[Data excerpts]
◆ ◆ ◆ ◆

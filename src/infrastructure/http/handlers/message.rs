//! Message HTTP Handlers
//!
//! 将 HTTP 请求翻译为 MessageService 端口调用，并把结果/错误映射回响应：
//! - 非 JSON 请求体在提取器中被拒绝（415），服务不会被调用
//! - 路径 id 与请求体 id 不一致的更新在委派前被拒绝（400）

use axum::{
    extract::{Path, State},
    http::StatusCode,
    Json,
};
use std::sync::Arc;
use uuid::Uuid;

use crate::application::ports::ServiceError;
use crate::domain::Message;
use crate::infrastructure::http::dto::RegisterMessageRequest;
use crate::infrastructure::http::error::ApiError;
use crate::infrastructure::http::format::JsonPayload;
use crate::infrastructure::http::state::AppState;

/// 登记新消息
///
/// `POST /messages` → 201 + 创建的消息（id 由服务端生成）
pub async fn register_message(
    State(state): State<Arc<AppState>>,
    JsonPayload(req): JsonPayload<RegisterMessageRequest>,
) -> Result<(StatusCode, Json<Message>), ApiError> {
    let message = Message::new(req.username, req.content)?;
    let created = state.message_service.register(message).await?;

    tracing::info!(
        message_id = %created.id,
        username = %created.username,
        "Message registered"
    );

    Ok((StatusCode::CREATED, Json(created)))
}

/// 获取消息
///
/// `GET /messages/{id}` → 200 + 消息
pub async fn get_message(
    State(state): State<Arc<AppState>>,
    Path(id): Path<Uuid>,
) -> Result<Json<Message>, ApiError> {
    let message = state
        .message_service
        .get(id)
        .await
        .map_err(|e| match e {
            // 既有客户端依赖 400 而非 404，保持该映射不变
            ServiceError::NotFound(id) => {
                ApiError::BadRequest(format!("Message not found: {}", id))
            }
            other => other.into(),
        })?;

    Ok(Json(message))
}

/// 更新消息
///
/// `PUT /messages/{id}` → 200 + 更新后的消息
/// 路径 id 与请求体 id 不一致 → 400；id 不存在 → 404
pub async fn update_message(
    State(state): State<Arc<AppState>>,
    Path(id): Path<Uuid>,
    JsonPayload(message): JsonPayload<Message>,
) -> Result<Json<Message>, ApiError> {
    if message.id != id {
        return Err(ApiError::BadRequest(format!(
            "Path id {} does not match body id {}",
            id, message.id
        )));
    }
    message.validate()?;

    let updated = state.message_service.update(id, message).await?;

    tracing::info!(message_id = %id, "Message updated");

    Ok(Json(updated))
}

/// 删除消息
///
/// `DELETE /messages/{id}` → 204；id 不存在 → 404
pub async fn delete_message(
    State(state): State<Arc<AppState>>,
    Path(id): Path<Uuid>,
) -> Result<StatusCode, ApiError> {
    state.message_service.delete(id).await?;

    tracing::info!(message_id = %id, "Message deleted");

    Ok(StatusCode::NO_CONTENT)
}

/// 列出所有消息（创建顺序）
///
/// `GET /messages` → 200 + 消息数组
pub async fn list_messages(
    State(state): State<Arc<AppState>>,
) -> Result<Json<Vec<Message>>, ApiError> {
    let messages = state.message_service.list().await?;
    Ok(Json(messages))
}
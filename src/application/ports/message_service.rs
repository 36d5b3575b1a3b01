//! Message Service Port
//!
//! HTTP 层唯一依赖的业务协作者接口
//! 具体实现在 infrastructure 层（内存实现），测试中注入计数 fake

use async_trait::async_trait;
use thiserror::Error;
use uuid::Uuid;

use crate::domain::Message;

/// 服务层错误
#[derive(Debug, Error)]
pub enum ServiceError {
    #[error("Message not found: {0}")]
    NotFound(Uuid),

    #[error("Internal service error: {0}")]
    Internal(String),
}

/// Message Service Port
#[async_trait]
pub trait MessageServicePort: Send + Sync {
    /// 登记新消息（id 已由调用方生成）
    async fn register(&self, message: Message) -> Result<Message, ServiceError>;

    /// 根据 ID 查找消息
    async fn get(&self, id: Uuid) -> Result<Message, ServiceError>;

    /// 更新消息
    async fn update(&self, id: Uuid, message: Message) -> Result<Message, ServiceError>;

    /// 删除消息
    async fn delete(&self, id: Uuid) -> Result<(), ServiceError>;

    /// 按创建顺序列出所有消息
    async fn list(&self) -> Result<Vec<Message>, ServiceError>;
}
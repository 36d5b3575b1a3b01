//! 应用层
//!
//! Ports: 出站端口定义（MessageService）

pub mod ports;

pub use ports::{MessageServicePort, ServiceError};
//! Postbox - 消息 CRUD HTTP 服务
//!
//! 架构设计: Hexagonal Architecture
//!
//! 领域层 (domain/):
//! - Message Context: 消息实体与校验
//!
//! 应用层 (application/):
//! - Ports: MessageService 端口定义
//!
//! 基础设施层 (infrastructure/):
//! - HTTP: RESTful API（格式识别、错误映射、路由、服务器）
//! - Memory: MessageService 内存实现

pub mod application;
pub mod config;
pub mod domain;
pub mod infrastructure;

pub use config::{load_config, AppConfig};
//! Ports - 出站端口
//!
//! 定义 HTTP 层依赖的抽象接口，具体实现在 infrastructure 层

pub mod message_service;

pub use message_service::{MessageServicePort, ServiceError};
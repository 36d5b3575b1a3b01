//! HTTP Error Handling
//!
//! 将领域/服务层错误映射为 HTTP 状态码

use axum::{
    http::StatusCode,
    response::{IntoResponse, Response},
    Json,
};
use serde::Serialize;

use crate::application::ports::ServiceError;
use crate::domain::MessageError;

/// 错误响应体
#[derive(Debug, Serialize)]
pub struct ErrorResponse {
    pub error: String,
}

impl ErrorResponse {
    pub fn new(error: impl Into<String>) -> Self {
        Self {
            error: error.into(),
        }
    }
}

/// API 错误
#[derive(Debug)]
pub enum ApiError {
    BadRequest(String),
    NotFound(String),
    UnsupportedMediaType(String),
    Internal(String),
}

impl IntoResponse for ApiError {
    fn into_response(self) -> Response {
        let (status, message) = match self {
            ApiError::BadRequest(msg) => {
                tracing::warn!(error = %msg, "Bad request");
                (StatusCode::BAD_REQUEST, msg)
            }
            ApiError::NotFound(msg) => {
                tracing::warn!(error = %msg, "Resource not found");
                (StatusCode::NOT_FOUND, msg)
            }
            ApiError::UnsupportedMediaType(msg) => {
                tracing::warn!(error = %msg, "Unsupported media type");
                (StatusCode::UNSUPPORTED_MEDIA_TYPE, msg)
            }
            ApiError::Internal(msg) => {
                tracing::error!(error = %msg, "Internal server error");
                (StatusCode::INTERNAL_SERVER_ERROR, msg)
            }
        };

        (status, Json(ErrorResponse::new(message))).into_response()
    }
}

impl From<ServiceError> for ApiError {
    fn from(e: ServiceError) -> Self {
        match e {
            ServiceError::NotFound(id) => ApiError::NotFound(format!("Message not found: {}", id)),
            ServiceError::Internal(msg) => ApiError::Internal(msg),
        }
    }
}

impl From<MessageError> for ApiError {
    fn from(e: MessageError) -> Self {
        ApiError::BadRequest(e.to_string())
    }
}
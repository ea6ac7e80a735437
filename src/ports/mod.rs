pub mod config_provider;
pub mod http_client;
use async_trait::async_trait;
use eyre::Result;
use serde::de::DeserializeOwned;
use tokio::sync::mpsc;

/// Trait for configuration providers that can load and watch for configuration
/// changes. Generic over the config type so the same provider serves both the
/// gateway and the diagnostics backend.
#[async_trait]
pub trait ConfigProvider<C: DeserializeOwned>: Send + Sync {
    /// Load the current configuration.
    async fn load_config(&self) -> Result<C>;

    /// Return a channel that signals when the configuration has changed.
    /// The receiver should trigger a reload by calling `load_config`.
    fn watch(&self) -> mpsc::Receiver<()>;
}
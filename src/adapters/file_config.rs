use std::{
    marker::PhantomData,
    path::{Path, PathBuf},
    sync::Mutex,
};

use async_trait::async_trait;
use eyre::{Context, Result};
use notify::{RecursiveMode, Watcher};
use serde::de::DeserializeOwned;
use tokio::sync::mpsc;

use crate::{config::loader::load_config, ports::config_provider::ConfigProvider};

/// Loads configuration from a local file and signals when it changes on disk.
///
/// Editors and orchestrators rewrite config files in different ways (truncate,
/// rename-over, delete-and-recreate), so the watcher listens on the parent
/// directory and filters events down to the configured file name.
pub struct FileConfigProvider<C> {
    path: PathBuf,
    // Dropping the watcher stops event delivery, so it lives here.
    _watcher: notify::RecommendedWatcher,
    // Handed out once via `watch()`.
    changes: Mutex<Option<mpsc::Receiver<()>>>,
    _marker: PhantomData<C>,
}

impl<C: DeserializeOwned> FileConfigProvider<C> {
    pub fn new(path: impl Into<PathBuf>) -> Result<Self> {
        let path = path.into();
        let file_name = path
            .file_name()
            .ok_or_else(|| eyre::eyre!("config path {} has no file name", path.display()))?
            .to_owned();
        let (tx, rx) = mpsc::channel(1);

        let mut watcher = notify::recommended_watcher(
            move |event: Result<notify::Event, notify::Error>| match event {
                Ok(event) => {
                    let relevant = event.kind.is_modify()
                        || event.kind.is_create()
                        || event.kind.is_remove();
                    if relevant
                        && event
                            .paths
                            .iter()
                            .any(|p| p.file_name() == Some(file_name.as_os_str()))
                    {
                        tracing::debug!(kind = ?event.kind, "config file changed");
                        // A full channel already carries a pending reload.
                        let _ = tx.try_send(());
                    }
                }
                Err(e) => tracing::error!("config watch error: {e}"),
            },
        )?;

        watcher
            .watch(
                path.parent().unwrap_or_else(|| Path::new(".")),
                RecursiveMode::NonRecursive,
            )
            .wrap_err_with(|| format!("failed to watch directory of {}", path.display()))?;

        Ok(Self {
            path,
            _watcher: watcher,
            changes: Mutex::new(Some(rx)),
            _marker: PhantomData,
        })
    }
}

#[async_trait]
impl<C: DeserializeOwned + Send + Sync> ConfigProvider<C> for FileConfigProvider<C> {
    async fn load_config(&self) -> Result<C> {
        let path = self
            .path
            .to_str()
            .ok_or_else(|| eyre::eyre!("config path is not valid UTF-8"))?;
        load_config(path).await
    }

    fn watch(&self) -> mpsc::Receiver<()> {
        self.changes
            .lock()
            .expect("change receiver mutex poisoned")
            .take()
            .expect("watch() may only be called once")
    }
}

◆ ◆ ◆ ◆

▶ Task directions
The string "that" appears on how many lines of the records? State the number alone.

▶ Written reply
2